Jane Ballot

Being me in the world

Wednesday 2nd August

Sometimes there are days when things just go like clockwork; at others, there just seem to be things that get in the way, plans that are cancelled or too many changes that are made and nothing seems to go as planned. Then, of course, it’s a matter of gritting one’s teeth, sailing ahead and getting done what needs to be done.

Along the way, though, there are always new discoveries and new plans that work themselves out in a way you may not have predicted, but that is interesting and fulfilling too.

Over the years, I’ve developed a kind of approach to life that goes along the lines of: ‘nothing ever works out as planned, but it all works out for the best in the end’. Things are not usually quite as extreme as that, but quite often there is a sense of needing to plan, because it is not a good idea to simply leave everything to chance, but then also having to readjust those plans because of things that happen along the way.

I suppose that’s actually what makes life interesting.

Then, of course, something like cancer just leaps (or creeps) in and upsets everything.

And yet, it doesn’t. Not absolutely everything, anyway.

Having cancer, in fact having had cancer, is like being given a new set of glasses, or being asked to sit on the opposite side of a stage while a performance is taking place: everything you see is just the same, yet it is not; your perspective has been changed and so your understanding alters too.

Before I had cancer, I would have described myself as being rather sceptical of the kind of ‘all-natural, quick-cure’ remedies for diseases and conditions like cancer. I come from a medical family and, as much as I believe we don’t know everything and that there are a whole lot of alternative medications and treatments that undoubtedly work, I also believe that there is a reason that medicine has developed to the degree that it has.

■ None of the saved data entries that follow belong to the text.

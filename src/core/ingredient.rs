//! Ingredient ledger business logic - Handles all ingredient-related operations.
//!
//! The ledger owns the purchased ingredients of a session. Ingredients are appended
//! with a fresh id and removed by id; aggregates are recomputed from the current
//! records on every call.

use crate::{
    entities::{Ingredient, IngredientDraft},
    errors::{Error, Result},
};
use chrono::{Local, NaiveDate};

/// In-memory collection of purchased ingredients.
#[derive(Debug, Clone, Default)]
pub struct IngredientLedger {
    items: Vec<Ingredient>,
    next_id: u64,
}

impl IngredientLedger {
    /// Empty ledger.
    #[must_use]
    pub fn new() -> Self {
        Self::default()
    }

    /// Adds an ingredient bought today.
    ///
    /// # Errors
    /// Returns [`Error::Validation`] if the name is empty or the unit price or
    /// quantity is not greater than zero. The ledger is unchanged on error.
    pub fn add_ingredient(&mut self, draft: IngredientDraft) -> Result<&Ingredient> {
        self.add_ingredient_dated(draft, Local::now().date_naive())
    }

    /// Adds an ingredient with an explicit purchase date.
    ///
    /// # Errors
    /// Same as [`IngredientLedger::add_ingredient`].
    pub fn add_ingredient_dated(
        &mut self,
        draft: IngredientDraft,
        date: NaiveDate,
    ) -> Result<&Ingredient> {
        draft.validate()?;

        self.next_id += 1;
        let index = self.items.len();
        self.items
            .push(Ingredient::from_draft(self.next_id, draft, date));
        Ok(&self.items[index])
    }

    /// Removes an ingredient and hands it back.
    ///
    /// # Errors
    /// Returns [`Error::IngredientNotFound`] if no ingredient has this id.
    pub fn remove_ingredient(&mut self, id: u64) -> Result<Ingredient> {
        let position = self
            .items
            .iter()
            .position(|ingredient| ingredient.id() == id)
            .ok_or(Error::IngredientNotFound { id })?;
        Ok(self.items.remove(position))
    }

    /// Looks an ingredient up by id.
    #[must_use]
    pub fn get(&self, id: u64) -> Option<&Ingredient> {
        self.items.iter().find(|ingredient| ingredient.id() == id)
    }

    /// Ingredients in insertion order.
    pub fn iter(&self) -> impl Iterator<Item = &Ingredient> {
        self.items.iter()
    }

    /// Ingredients whose name contains `query`, ignoring case.
    ///
    /// A blank query matches everything.
    pub fn search(&self, query: &str) -> impl Iterator<Item = &Ingredient> {
        let needle = query.trim().to_lowercase();
        self.items
            .iter()
            .filter(move |ingredient| ingredient.name().to_lowercase().contains(&needle))
    }

    /// Ingredients as a slice, for the free aggregate functions.
    #[must_use]
    pub fn as_slice(&self) -> &[Ingredient] {
        &self.items
    }

    /// Number of ingredients.
    #[must_use]
    pub fn len(&self) -> usize {
        self.items.len()
    }

    /// Whether the ledger holds nothing.
    #[must_use]
    pub fn is_empty(&self) -> bool {
        self.items.is_empty()
    }

    /// Value of all stock on hand.
    #[must_use]
    pub fn total_stock_value(&self) -> f64 {
        total_stock_value(&self.items)
    }

    /// Mean unit price, `0.0` for an empty ledger.
    #[must_use]
    pub fn average_unit_price(&self) -> f64 {
        average_unit_price(&self.items)
    }
}

/// Sum of `quantity * unit_price` over `ingredients`.
#[must_use]
pub fn total_stock_value(ingredients: &[Ingredient]) -> f64 {
    ingredients.iter().map(Ingredient::stock_value).sum()
}

/// Mean of the unit prices, defined as `0.0` when there are no ingredients.
#[must_use]
pub fn average_unit_price(ingredients: &[Ingredient]) -> f64 {
    if ingredients.is_empty() {
        return 0.0;
    }

    let sum: f64 = ingredients.iter().map(Ingredient::unit_price).sum();
    // Cast safety: ledgers hold a handful of records, far below f64's exact integer range.
    #[allow(clippy::cast_precision_loss)]
    let count = ingredients.len() as f64;
    sum / count
}

#[cfg(test)]
mod tests {
    #![allow(clippy::unwrap_used)]
    #![allow(clippy::float_cmp)]
    use super::*;
    use crate::{entities::Unit, test_utils::*};
    use proptest::prelude::*;

    #[test]
    fn test_add_ingredient_assigns_fresh_ids_and_today() {
        let mut ledger = IngredientLedger::new();
        let first = ledger.add_ingredient(flour_draft()).unwrap().id();
        let second = ledger.add_ingredient(eggs_draft()).unwrap().id();

        assert_ne!(first, second);
        assert_eq!(ledger.len(), 2);
        assert_eq!(
            ledger.get(first).unwrap().last_purchase_date(),
            Local::now().date_naive()
        );
    }

    #[test]
    fn test_add_ingredient_validation_leaves_ledger_unchanged() {
        let mut ledger = sample_ledger();
        let before = ledger.len();

        let result = ledger.add_ingredient(IngredientDraft::new("", 1.0, Unit::Kg, 3.0));
        assert!(matches!(result, Err(Error::Validation { .. })));

        let result = ledger.add_ingredient(IngredientDraft::new("Fermento", 1.0, Unit::G, 0.0));
        assert!(matches!(result, Err(Error::Validation { .. })));

        assert_eq!(ledger.len(), before);
    }

    #[test]
    fn test_remove_ingredient() {
        let mut ledger = sample_ledger();
        let id = ledger.iter().next().unwrap().id();

        let removed = ledger.remove_ingredient(id).unwrap();
        assert_eq!(removed.name(), "Farinha de Trigo");
        assert!(ledger.get(id).is_none());
        assert_eq!(ledger.len(), 3);
    }

    #[test]
    fn test_remove_missing_ingredient() {
        let mut ledger = sample_ledger();
        let result = ledger.remove_ingredient(999);
        assert!(matches!(result, Err(Error::IngredientNotFound { id: 999 })));
        assert_eq!(ledger.len(), 4);
    }

    #[test]
    fn test_ids_are_not_reused_after_removal() {
        let mut ledger = IngredientLedger::new();
        let id = ledger.add_ingredient(flour_draft()).unwrap().id();
        ledger.remove_ingredient(id).unwrap();
        let next = ledger.add_ingredient(flour_draft()).unwrap().id();
        assert_ne!(id, next);
    }

    #[test]
    fn test_search_blank_query_returns_everything() {
        let ledger = sample_ledger();
        assert_eq!(ledger.search("").count(), 4);
        assert_eq!(ledger.search("   ").count(), 4);
    }

    #[test]
    fn test_search_ignores_case() {
        let ledger = sample_ledger();
        let names: Vec<&str> = ledger.search("FARINHA").map(Ingredient::name).collect();
        assert_eq!(names, ["Farinha de Trigo"]);

        let names: Vec<&str> = ledger.search(" açúcar ").map(Ingredient::name).collect();
        assert_eq!(names, ["Açúcar Cristal"]);

        // substring, not prefix
        assert_eq!(ledger.search("integral").count(), 1);
    }

    #[test]
    fn test_search_without_match() {
        let ledger = sample_ledger();
        assert_eq!(ledger.search("chocolate").count(), 0);
    }

    #[test]
    fn test_sample_ledger_aggregates() {
        // 5*5.00 + 2*4.50 + 30*0.60 + 3*6.00 = 25 + 9 + 18 + 18
        let ledger = sample_ledger();
        assert_close(ledger.total_stock_value(), 70.0);
        // (5.00 + 4.50 + 0.60 + 6.00) / 4
        assert_close(ledger.average_unit_price(), 4.025);
    }

    #[test]
    fn test_aggregates_track_mutations() {
        let mut ledger = sample_ledger();
        let id = ledger
            .add_ingredient(IngredientDraft::new("Chocolate", 2.0, Unit::Kg, 40.0))
            .unwrap()
            .id();
        assert_close(ledger.total_stock_value(), 150.0);

        ledger.remove_ingredient(id).unwrap();
        assert_close(ledger.total_stock_value(), 70.0);
    }

    #[test]
    fn test_empty_ledger_aggregates_are_zero() {
        let ledger = IngredientLedger::new();
        assert_eq!(ledger.total_stock_value(), 0.0);
        assert_eq!(ledger.average_unit_price(), 0.0);
        assert!(!average_unit_price(&[]).is_nan());
    }

    proptest! {
        #[test]
        fn add_then_remove_restores_total(
            quantity in 0.1f64..1_000.0,
            unit_price in 0.01f64..1_000.0,
        ) {
            let mut ledger = sample_ledger();
            let before_total = ledger.total_stock_value();
            let before_ids: Vec<u64> = ledger.iter().map(Ingredient::id).collect();

            let id = ledger
                .add_ingredient(IngredientDraft::new("Cacau", quantity, Unit::Kg, unit_price))
                .unwrap()
                .id();
            ledger.remove_ingredient(id).unwrap();

            let after_ids: Vec<u64> = ledger.iter().map(Ingredient::id).collect();
            prop_assert_eq!(before_ids, after_ids);
            prop_assert_eq!(before_total.to_bits(), ledger.total_stock_value().to_bits());
        }
    }
}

Now that I have had cancer, I find myself in a rather ‘middle’ position of still feeling that medicine knows what it is on about and that research is ongoing, producing results and developments all the time, while not quite knowing if the ‘natural cure-alls’ don’t actually have a point.

You read a lot about ‘remedies for cancer’- usually natural and miraculous. I do have a feeling that, if they were so revolutionary, then surely some brilliant mind would either have made them common knowledge, or would have harnessed whatever power works.

At the same time, though, having got cancer despite literally having not one of the risk factors, I can’t help thinking that, just maybe, anything is worth trying. At least once.